Liquid footprinting: A novel approach for DNA footprinting using short double-stranded cell-free DNA from plasma

Abstract

AbstractThe diagnostic potential of short double-stranded cell-free DNA (cfDNA) in blood plasma has not been recognized, yet. Here, we present a method for enrichment of double-stranded cfDNA with an average length of about 40 base pairs from cfDNA for high-throughput DNA sequencing. This class of cfDNA is enriched at gene promoters and binding sites of transcription factors or structural DNA-binding proteins, so that a genome-wide DNA footprint is directly captured from liquid biopsies. In short double-stranded cfDNA from healthy individuals, we found significant enrichment of 203 transcription factor motifs. Additionally, short double-stranded cfDNA signals at specific genomic regions correlate negatively with DNA-methylation, positively with H3K4me3 histone modifications and gene transcription.

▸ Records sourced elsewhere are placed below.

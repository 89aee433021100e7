use std::fmt::{Debug, Display};
use std::hash::Hash;

/// The data structure that is used to represent a single encoded RDF term.
///
/// Encodings are handed out by a [TermDictionary](crate::TermDictionary) and are only meaningful
/// together with the dictionary that issued them. Indexes only rely on the properties required by
/// this trait, so they can be used with any dictionary.
pub trait EncodedTerm:
    Debug + Display + Clone + Copy + PartialEq + Eq + Hash + Send + Sync + 'static
{
}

When comparing short double-stranded cfDNA from patient samples of pancreatic ductal adenocarcinoma with colorectal carcinoma or septic with post-operative controls, we identified 731 and 1,107 differentially enriched loci, respectively. Using these differentially enriched loci, the disease types can be clearly distinguished by principal component analysis demonstrating the diagnostic potential of short double-stranded cfDNA signals as a new class of biomarkers for liquid biopsies.